Fahrassistenzsysteme auf der Überholspur
Läuft die Technik im Auto dem Menschen und seinen Gewohnheiten davon?
Fahrassistenzsysteme im Auto gehören schon seit Jahren zum Alltag im Straßenverkehr. Egal ob Bremsassistenten, das Antiblockiersystem, Einparkhilfen oder Navigationssysteme – der Großteil der Fahrer möchte nicht mehr auf sie verzichten. Sie unterstützen den Menschen und machen das Fahren nicht nur bequemer, sondern auch sicherer.Doch die Entwicklung und der Fortschritt auf diesem Gebiet verlaufen rasant. Seit einigen Jahren arbeitet die Forschung schon an selbstfahrenden Systemen, bislang ist der Einsatz solcher Fahrzeuge allerdings auf Wettbewerbe und Testparcours beschränkt. Experten halten es dennoch für denkbar, dass selbstfahrende Autos schon in circa 15 bis 20 Jahren in Serienproduktion gehen könnten. Dies würde eine tiefgreifende Veränderung des Straßenverkehrs und der Kultur des Autofahrens mit sich bringen.
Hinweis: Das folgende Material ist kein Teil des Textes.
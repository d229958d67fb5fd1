//! A volume and keyboard filter running against the in-memory host.
//!
//! This example walks through a full filter lifetime: a file system
//! announces itself, the filter attaches to it and its volumes, requests and
//! fast-path calls pass through, a keystroke is logged and everything is
//! unloaded again.
//!
//! Run with: `RUST_LOG=debug cargo run --example volume_filter`

use stackfilter::*;
use std::sync::Arc;

// =============================================================================
// Step 1: A lower driver
// =============================================================================

/// A file system that services reads on the fast path and answers keyboard
/// reads with one key press.
struct DemoFs;

impl Driver for DemoFs {
    fn dispatch(&self, host: &dyn DeviceHost, node: NodeId, mut request: Request) -> Status {
        let is_keyboard = host
            .node_info(node)
            .is_ok_and(|info| info.device_type == DeviceType::Keyboard);
        if is_keyboard && request.major() == MajorFunction::Read {
            let key = KeyboardInputData {
                make_code: 0x1c,
                ..KeyboardInputData::default()
            };
            request.buffer_mut().extend_from_slice(&key.encode());
            return request.complete(Status::Success, KeyboardInputData::SIZE);
        }
        request.complete(Status::Success, 0)
    }

    fn fast_io_table(&self) -> Option<FastIoTable> {
        Some(FastIoTable::full(FastIoSet::READ | FastIoSet::QUERY_OPEN))
    }

    fn fast_io(&self, _: &dyn DeviceHost, _: NodeId, call: FastIoCall<'_>) -> bool {
        matches!(call, FastIoCall::Read { .. } | FastIoCall::QueryOpen { .. })
    }
}

fn main() -> Result<(), FilterError> {
    env_logger::init();

    // =========================================================================
    // Step 2: Build the host and its devices
    // =========================================================================
    let host = MemoryHost::new();
    let fs = DriverId::new("DemoFs");
    host.register_driver(fs.clone(), Arc::new(DemoFs))?;

    let control = host.create_node(
        &fs,
        DeviceType::DiskFileSystem,
        NodeFlags::empty(),
        Characteristics::empty(),
    )?;
    let volumes = (0..3)
        .map(|_| {
            host.create_node(
                &fs,
                DeviceType::DiskFileSystem,
                NodeFlags::DIRECT_IO,
                Characteristics::SECURE_OPEN,
            )
        })
        .collect::<Result<Vec<_>, _>>()?;
    let keyboard = host.create_node(
        &fs,
        DeviceType::Keyboard,
        NodeFlags::BUFFERED_IO,
        Characteristics::empty(),
    )?;

    // =========================================================================
    // Step 3: Load the filter and let the file system announce itself
    // =========================================================================
    let filter = StackFilter::new(FilterConfig::default().with_name("DemoFilter"))?;
    filter.load(&host)?;
    for err in host.activate_class(control) {
        println!("class activation failed: {err}");
    }
    let kbd_node = filter.attach_to_resource(&host, keyboard)?;
    println!("filter nodes: {:?}", filter.attached_nodes());

    // =========================================================================
    // Step 4: Traffic
    // =========================================================================
    let volume = volumes[0];
    let top = host.reference_top(volume)?;
    let top = NodeRef::adopt(&host, top);
    println!("stack of {volume}: {:?}", host.stack_of(volume));

    let open = Request::new(MajorFunction::Create).with_file(FileObject::new("\\report.txt"));
    println!("open: {:?}", host.call(top.id(), open));

    let file = FileObject::new("\\report.txt");
    let mut buffer = [0u8; 64];
    let mut status = IoStatus::default();
    let read = FastIoCall::Read {
        file: &file,
        offset: 0,
        length: 64,
        wait: true,
        lock_key: 0,
        buffer: &mut buffer,
        status: &mut status,
    };
    println!("fast read handled: {}", filter.fast_io(&host, top.id(), read));

    let mut info = FileStandardInformation::default();
    let mut status = IoStatus::default();
    let query = FastIoCall::QueryStandardInfo {
        file: &file,
        wait: true,
        info: &mut info,
        status: &mut status,
    };
    println!("fast query handled: {}", filter.fast_io(&host, top.id(), query));
    drop(top);

    println!("key read: {:?}", host.call(kbd_node, Request::new(MajorFunction::Read)));
    println!("in flight: {}", filter.pending());

    // =========================================================================
    // Step 5: Unload
    // =========================================================================
    let report = filter.unload(&host)?;
    println!(
        "unloaded: {} nodes in {} passes, state {}",
        report.detached,
        report.passes,
        filter.state()
    );
    Ok(())
}
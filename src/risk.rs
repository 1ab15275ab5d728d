//! # Risk Model
//!
//! $$
//! \hat\Sigma = \rho\,\mu I + (1-\rho)\,S
//! $$
//!
//! Return preprocessing, shrinkage covariance estimation and per-asset
//! volatility.

pub mod returns;
pub mod shrinkage;
pub mod volatility;

pub use returns::align_return_series;
pub use returns::aligned_simple_returns;
pub use returns::log_returns_series;
pub use returns::return_matrix;
pub use returns::simple_returns_series;
pub use shrinkage::ledoit_wolf;
pub use shrinkage::shrinkage_covariance;
pub use volatility::volatility_vector;
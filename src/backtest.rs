//! # Backtest Metrics
//!
//! $$
//! p_t = \mathbf{w}\cdot r_t, \qquad
//! \text{Sharpe} = \frac{\bar p}{\operatorname{std}(p)}
//! $$
//!
//! Buy-and-hold evaluation of a fixed weight vector against a historical
//! return sample. No rebalancing, no transaction costs, no risk-free
//! subtraction; the evaluator never mutates portfolio state.

use tracing::info;

use crate::error::PortfolioError;
use crate::error::Result;

fn mean(xs: &[f64]) -> f64 {
  xs.iter().sum::<f64>() / xs.len() as f64
}

fn population_std(xs: &[f64]) -> f64 {
  if xs.is_empty() {
    return f64::NAN;
  }

  let m = mean(xs);
  let mut acc = 0.0;
  for &x in xs {
    let d = x - m;
    acc += d * d;
  }
  (acc / xs.len() as f64).sqrt()
}

/// Per-period portfolio returns `p_t = w . r_t` over an aligned sample.
pub fn portfolio_returns(weights: &[f64], aligned: &[Vec<f64>]) -> Vec<f64> {
  let t = aligned.first().map(|r| r.len()).unwrap_or(0);
  (0..t)
    .map(|step| {
      weights
        .iter()
        .enumerate()
        .map(|(i, &wi)| wi * aligned[i][step])
        .sum()
    })
    .collect()
}

/// Ordered backtest metrics for a fixed weight vector.
///
/// Sortino divides by the standard deviation of the strictly negative
/// periods and is NaN when no such period exists.
pub fn performance_metrics(
  weights: &[f64],
  aligned: &[Vec<f64>],
) -> Result<Vec<(&'static str, f64)>> {
  let returns = portfolio_returns(weights, aligned);
  if returns.is_empty() {
    return Err(PortfolioError::DataFetch(
      "empty return window for backtest".to_string(),
    ));
  }

  let average = mean(&returns);
  let std = population_std(&returns);

  let downside: Vec<f64> = returns.iter().copied().filter(|&p| p < 0.0).collect();
  let downside_std = if downside.is_empty() {
    f64::NAN
  } else {
    population_std(&downside)
  };

  let sharpe = average / std;
  let sortino = if downside_std > 0.0 {
    average / downside_std
  } else {
    f64::NAN
  };
  let volatility = std * 252.0_f64.sqrt();
  let highest = returns.iter().cloned().fold(f64::NEG_INFINITY, f64::max);
  let lowest = returns.iter().cloned().fold(f64::INFINITY, f64::min);
  let total = returns.iter().map(|p| 1.0 + p).product::<f64>() - 1.0;
  let hits = returns.iter().filter(|&&p| p > 0.0).count() as f64 / returns.len() as f64;

  info!(periods = returns.len(), "backtest complete");

  Ok(vec![
    ("Sharpe", sharpe),
    ("Sortino", sortino),
    ("Volatility (Annual)", volatility),
    ("Highest Return (Daily)", highest),
    ("Lowest Return (Daily)", lowest),
    ("Average Return (Daily)", average),
    ("Total Return (Compounded)", total),
    ("Win Ratio", hits),
  ])
}

#[cfg(test)]
mod tests {
  use approx::assert_relative_eq;

  use super::*;

  fn metric(metrics: &[(&'static str, f64)], name: &str) -> f64 {
    metrics.iter().find(|(n, _)| *n == name).unwrap().1
  }

  #[test]
  fn portfolio_returns_are_weight_dotted() {
    let aligned = vec![vec![0.02, -0.01], vec![0.04, 0.03]];
    let p = portfolio_returns(&[0.5, 0.5], &aligned);
    assert_relative_eq!(p[0], 0.03, epsilon = 1e-12);
    assert_relative_eq!(p[1], 0.01, epsilon = 1e-12);
  }

  #[test]
  fn all_positive_periods_give_nan_sortino_and_positive_sharpe() {
    let aligned = vec![vec![0.01, 0.02, 0.015, 0.005]];
    let metrics = performance_metrics(&[1.0], &aligned).unwrap();

    assert!(metric(&metrics, "Sortino").is_nan());
    assert!(metric(&metrics, "Sharpe") > 0.0);
    assert_relative_eq!(metric(&metrics, "Win Ratio"), 1.0);
  }

  #[test]
  fn total_return_compounds() {
    let aligned = vec![vec![0.10, -0.50]];
    let metrics = performance_metrics(&[1.0], &aligned).unwrap();
    assert_relative_eq!(
      metric(&metrics, "Total Return (Compounded)"),
      1.1 * 0.5 - 1.0,
      epsilon = 1e-12
    );
  }

  #[test]
  fn metric_order_is_stable() {
    let aligned = vec![vec![0.01, -0.02, 0.03]];
    let metrics = performance_metrics(&[1.0], &aligned).unwrap();
    let names: Vec<&str> = metrics.iter().map(|(n, _)| *n).collect();
    assert_eq!(
      names,
      vec![
        "Sharpe",
        "Sortino",
        "Volatility (Annual)",
        "Highest Return (Daily)",
        "Lowest Return (Daily)",
        "Average Return (Daily)",
        "Total Return (Compounded)",
        "Win Ratio"
      ]
    );
  }

  #[test]
  fn empty_window_is_a_data_error() {
    let err = performance_metrics(&[1.0], &[]);
    assert!(matches!(err, Err(PortfolioError::DataFetch(_))));
  }
}
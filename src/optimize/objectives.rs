//! # Objective Models
//!
//! $$
//! \min\ \mathbf{w}^\top\Sigma\mathbf{w}, \quad
//! \min\ v + \tfrac{1}{(1-\alpha)T}\textstyle\sum_t (-\mathbf{w}\cdot
//! r_t - v)^+, \quad
//! \max\ \tfrac{1}{T}\textstyle\sum_t \ln(1 + f\,\mathbf{w}\cdot r_t)
//! $$
//!
//! The six portfolio objectives. Each solve starts from the uniform
//! portfolio and either converges to simplex weights or fails with the
//! model's name; weights are never silently reset or normalized.

use argmin::core::CostFunction;
use nalgebra::DMatrix;
use nalgebra::DVector;

use crate::error::PortfolioError;
use crate::error::Result;
use crate::optimize::simplex::run_solver;
use crate::optimize::simplex::softmax;

/// Portfolio returns below this floor are clamped before the Kelly log.
const KELLY_RETURN_FLOOR: f64 = -0.99;

fn checked_dimension(cov: &DMatrix<f64>) -> Result<usize> {
  let n = cov.nrows();
  if n == 0 || cov.ncols() != n {
    return Err(PortfolioError::Config(format!(
      "covariance matrix is {}x{}, expected square and non-empty",
      cov.nrows(),
      cov.ncols()
    )));
  }
  Ok(n)
}

fn sample_length(aligned: &[Vec<f64>]) -> Result<usize> {
  let t = aligned.first().map(|r| r.len()).unwrap_or(0);
  if aligned.is_empty() || t == 0 {
    return Err(PortfolioError::DataFetch(
      "empty return sample for sample-based objective".to_string(),
    ));
  }
  Ok(t)
}

fn period_return(weights: &[f64], aligned: &[Vec<f64>], step: usize) -> f64 {
  weights
    .iter()
    .enumerate()
    .map(|(i, &wi)| wi * aligned[i][step])
    .sum()
}

/// Rockafellar-Uryasev sample objective
/// `v + (1/((1-alpha)T)) sum_t max(-w.r_t - v, 0)`.
///
/// Minimizing over `v` at fixed weights yields the CVaR of the portfolio
/// return sample at confidence `confidence`.
pub fn cvar_objective(
  weights: &[f64],
  threshold: f64,
  aligned: &[Vec<f64>],
  confidence: f64,
) -> f64 {
  let t = aligned.first().map(|r| r.len()).unwrap_or(0);
  if t == 0 {
    return threshold;
  }

  let mut excess = 0.0;
  for step in 0..t {
    excess += (-period_return(weights, aligned, step) - threshold).max(0.0);
  }

  threshold + excess / ((1.0 - confidence) * t as f64)
}

/// Minimum-variance weights: `min w' Sigma w`.
pub fn optimize_variance(cov: &DMatrix<f64>) -> Result<Vec<f64>> {
  let n = checked_dimension(cov)?;

  struct VarianceCost {
    cov: DMatrix<f64>,
  }

  impl CostFunction for VarianceCost {
    type Param = Vec<f64>;
    type Output = f64;

    fn cost(&self, x: &Self::Param) -> std::result::Result<f64, argmin::core::Error> {
      let w = DVector::from_vec(softmax(x));
      let sigma_w = &self.cov * &w;
      Ok(w.dot(&sigma_w))
    }
  }

  let cost = VarianceCost { cov: cov.clone() };
  let best = run_solver(cost, vec![0.0; n], "variance")?;
  Ok(softmax(&best))
}

/// Maximum diversification: `max (w . sigma) / sqrt(w' Sigma w)`.
pub fn optimize_max_diversification(cov: &DMatrix<f64>, vols: &[f64]) -> Result<Vec<f64>> {
  let n = checked_dimension(cov)?;
  if vols.len() != n {
    return Err(PortfolioError::Config(format!(
      "volatility vector has {} entries, covariance is {n}x{n}",
      vols.len()
    )));
  }

  struct MdpCost {
    cov: DMatrix<f64>,
    vols: DVector<f64>,
  }

  impl CostFunction for MdpCost {
    type Param = Vec<f64>;
    type Output = f64;

    fn cost(&self, x: &Self::Param) -> std::result::Result<f64, argmin::core::Error> {
      let w = DVector::from_vec(softmax(x));
      let sigma_w = &self.cov * &w;
      let var = w.dot(&sigma_w);
      if var <= 1e-30 {
        return Ok(1e10);
      }
      Ok(-(w.dot(&self.vols) / var.sqrt()))
    }
  }

  let cost = MdpCost {
    cov: cov.clone(),
    vols: DVector::from_row_slice(vols),
  };
  let best = run_solver(cost, vec![0.0; n], "max-diversification")?;
  Ok(softmax(&best))
}

/// Mean-variance utility: `min (lambda/2) w' Sigma w - w . mu`.
pub fn optimize_mean_variance(
  cov: &DMatrix<f64>,
  risk_aversion: f64,
  expected: &DVector<f64>,
) -> Result<Vec<f64>> {
  let n = checked_dimension(cov)?;
  if expected.len() != n {
    return Err(PortfolioError::Config(format!(
      "expected-return vector has {} entries, covariance is {n}x{n}",
      expected.len()
    )));
  }

  struct MvoCost {
    cov: DMatrix<f64>,
    expected: DVector<f64>,
    risk_aversion: f64,
  }

  impl CostFunction for MvoCost {
    type Param = Vec<f64>;
    type Output = f64;

    fn cost(&self, x: &Self::Param) -> std::result::Result<f64, argmin::core::Error> {
      let w = DVector::from_vec(softmax(x));
      let sigma_w = &self.cov * &w;
      Ok(0.5 * self.risk_aversion * w.dot(&sigma_w) - w.dot(&self.expected))
    }
  }

  let cost = MvoCost {
    cov: cov.clone(),
    expected: expected.clone(),
    risk_aversion,
  };
  let best = run_solver(cost, vec![0.0; n], "mean-variance")?;
  Ok(softmax(&best))
}

fn check_confidence(confidence: f64) -> Result<()> {
  if !(confidence > 0.0 && confidence < 1.0) {
    return Err(PortfolioError::Config(format!(
      "confidence level {confidence} outside (0, 1)"
    )));
  }
  Ok(())
}

struct TailCost {
  aligned: Vec<Vec<f64>>,
  n: usize,
  confidence: f64,
  penalize_mean: bool,
}

impl CostFunction for TailCost {
  type Param = Vec<f64>;
  type Output = f64;

  fn cost(&self, x: &Self::Param) -> std::result::Result<f64, argmin::core::Error> {
    let w = softmax(&x[..self.n]);
    let threshold = x[self.n];
    let cvar = cvar_objective(&w, threshold, &self.aligned, self.confidence);

    if !self.penalize_mean {
      return Ok(cvar);
    }

    let t = self.aligned[0].len();
    let mut mean = 0.0;
    for step in 0..t {
      mean += period_return(&w, &self.aligned, step);
    }
    Ok(cvar - mean / t as f64)
  }
}

fn solve_tail_model(
  aligned: &[Vec<f64>],
  confidence: f64,
  penalize_mean: bool,
  model: &'static str,
) -> Result<Vec<f64>> {
  check_confidence(confidence)?;
  sample_length(aligned)?;

  let n = aligned.len();
  let cost = TailCost {
    aligned: aligned.to_vec(),
    n,
    confidence,
    penalize_mean,
  };

  // Augmented variable (z, v): the VaR threshold v is unconstrained and
  // starts at 1.
  let mut x0 = vec![0.0; n];
  x0.push(1.0);

  let best = run_solver(cost, x0, model)?;
  Ok(softmax(&best[..n]))
}

/// CVaR-minimal weights over the historical return sample at the given
/// confidence level.
pub fn optimize_cvar(aligned: &[Vec<f64>], confidence: f64) -> Result<Vec<f64>> {
  solve_tail_model(aligned, confidence, false, "cvar")
}

/// Mean-CVaR weights: tail risk traded against mean historical return.
pub fn optimize_mean_cvar(aligned: &[Vec<f64>], confidence: f64) -> Result<Vec<f64>> {
  solve_tail_model(aligned, confidence, true, "mean-cvar")
}

/// Fractional-Kelly weights: `max (1/T) sum_t ln(1 + f (w . r_t))` with the
/// portfolio return floored at -0.99 to keep the log in its domain.
pub fn optimize_kelly(aligned: &[Vec<f64>], fraction: f64) -> Result<Vec<f64>> {
  if !(fraction > 0.0 && fraction <= 1.0) {
    return Err(PortfolioError::Config(format!(
      "kelly fraction {fraction} outside (0, 1]"
    )));
  }
  let t = sample_length(aligned)?;
  let n = aligned.len();

  struct KellyCost {
    aligned: Vec<Vec<f64>>,
    t: usize,
    fraction: f64,
  }

  impl CostFunction for KellyCost {
    type Param = Vec<f64>;
    type Output = f64;

    fn cost(&self, x: &Self::Param) -> std::result::Result<f64, argmin::core::Error> {
      let w = softmax(x);
      let mut growth = 0.0;
      for step in 0..self.t {
        let r = period_return(&w, &self.aligned, step).max(KELLY_RETURN_FLOOR);
        growth += (1.0 + self.fraction * r).ln();
      }
      Ok(-growth / self.t as f64)
    }
  }

  let cost = KellyCost {
    aligned: aligned.to_vec(),
    t,
    fraction,
  };
  let best = run_solver(cost, vec![0.0; n], "kelly")?;
  Ok(softmax(&best))
}

#[cfg(test)]
mod tests {
  use approx::assert_relative_eq;

  use super::*;

  fn diag_cov() -> DMatrix<f64> {
    DMatrix::from_row_slice(2, 2, &[0.04, 0.0, 0.0, 0.01])
  }

  fn sample_returns() -> Vec<Vec<f64>> {
    vec![
      vec![0.010, -0.005, 0.008, -0.004, 0.006, -0.002],
      vec![0.050, -0.200, 0.060, -0.250, 0.040, -0.180],
    ]
  }

  fn assert_on_simplex(w: &[f64]) {
    let sum: f64 = w.iter().sum();
    assert!((sum - 1.0).abs() < 1e-6, "weights sum to {sum}");
    assert!(w.iter().all(|&wi| (0.0..=1.0).contains(&wi)));
  }

  #[test]
  fn every_model_returns_simplex_weights() {
    let cov = diag_cov();
    let vols = [0.2, 0.1];
    let mu = DVector::from_row_slice(&[0.05, 0.08]);
    let sample = sample_returns();

    assert_on_simplex(&optimize_variance(&cov).unwrap());
    assert_on_simplex(&optimize_max_diversification(&cov, &vols).unwrap());
    assert_on_simplex(&optimize_mean_variance(&cov, 0.2, &mu).unwrap());
    assert_on_simplex(&optimize_cvar(&sample, 0.9).unwrap());
    assert_on_simplex(&optimize_mean_cvar(&sample, 0.9).unwrap());
    assert_on_simplex(&optimize_kelly(&sample, 0.5).unwrap());
  }

  #[test]
  fn repeated_solves_are_identical() {
    let first = optimize_variance(&diag_cov()).unwrap();
    let second = optimize_variance(&diag_cov()).unwrap();
    assert_eq!(first, second);
  }

  #[test]
  fn variance_tilts_toward_the_low_variance_asset() {
    let w = optimize_variance(&diag_cov()).unwrap();
    assert!(w[1] > w[0], "got {w:?}");
    // Analytic optimum for a diagonal covariance: w_i proportional to
    // 1/sigma_i^2, here [0.2, 0.8].
    assert_relative_eq!(w[1], 0.8, epsilon = 1e-2);
  }

  #[test]
  fn max_diversification_tilts_toward_the_low_vol_asset() {
    let w = optimize_max_diversification(&diag_cov(), &[0.2, 0.1]).unwrap();
    assert!(w[1] > w[0], "got {w:?}");
  }

  #[test]
  fn mean_variance_follows_expected_returns_when_risk_aversion_is_low() {
    let mu = DVector::from_row_slice(&[0.01, 0.20]);
    let w = optimize_mean_variance(&diag_cov(), 0.2, &mu).unwrap();
    assert!(w[1] > 0.9, "got {w:?}");
  }

  #[test]
  fn cvar_objective_matches_hand_computed_fixture() {
    // Four periods, two losses, alpha = 0.5, single asset at threshold
    // v = 0.01: shortfalls are 0 and 0.02, so the objective is
    // 0.01 + 0.02 / (0.5 * 4) = 0.02.
    let aligned = vec![vec![0.02, -0.01, 0.03, -0.03]];
    let value = cvar_objective(&[1.0], 0.01, &aligned, 0.5);
    assert_relative_eq!(value, 0.02, epsilon = 1e-15);
  }

  #[test]
  fn cvar_avoids_the_loss_heavy_asset() {
    let w = optimize_cvar(&sample_returns(), 0.9).unwrap();
    assert!(w[0] > w[1], "got {w:?}");
  }

  #[test]
  fn kelly_prefers_the_positive_growth_asset() {
    let w = optimize_kelly(&sample_returns(), 1.0).unwrap();
    assert!(w[0] > w[1], "got {w:?}");
  }

  #[test]
  fn out_of_range_parameters_are_config_errors() {
    let sample = sample_returns();
    assert!(matches!(
      optimize_cvar(&sample, 1.2),
      Err(PortfolioError::Config(_))
    ));
    assert!(matches!(
      optimize_cvar(&sample, 0.0),
      Err(PortfolioError::Config(_))
    ));
    assert!(matches!(
      optimize_kelly(&sample, 1.5),
      Err(PortfolioError::Config(_))
    ));
    assert!(matches!(
      optimize_kelly(&sample, 0.0),
      Err(PortfolioError::Config(_))
    ));
  }

  #[test]
  fn empty_sample_is_a_data_error() {
    let aligned: Vec<Vec<f64>> = Vec::new();
    assert!(matches!(
      optimize_cvar(&aligned, 0.9),
      Err(PortfolioError::DataFetch(_))
    ));
  }
}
Begleitend wird deshalb auch auf psychologischer Seite geforscht, um die Akzeptanz des Fahrers gegenüber den automatisierten Systemen abzuschätzen. Vor allem für die Autoindustrie wird der Blick aus der Perspektive des Fahrers immer wichtiger, denn, wenn sich der Mensch von den Fahrassistenzsystemen gegängelt fühlt oder ihnen aus Angst oder Misstrauen kritisch gegenüber steht, werden neue Technologien auf dem Markt keine Chance haben. Auch an der TU Braunschweig wird auf diesem Gebiet geforscht, unter anderem von der Diplom-Psychologin Ute Niederée, die sich in Zusammenhang mit ihrer Doktorarbeit mit der Annahme-Bereitschaft der Menschen gegenüber Automation in Fahrzeugen eingehend beschäftigt.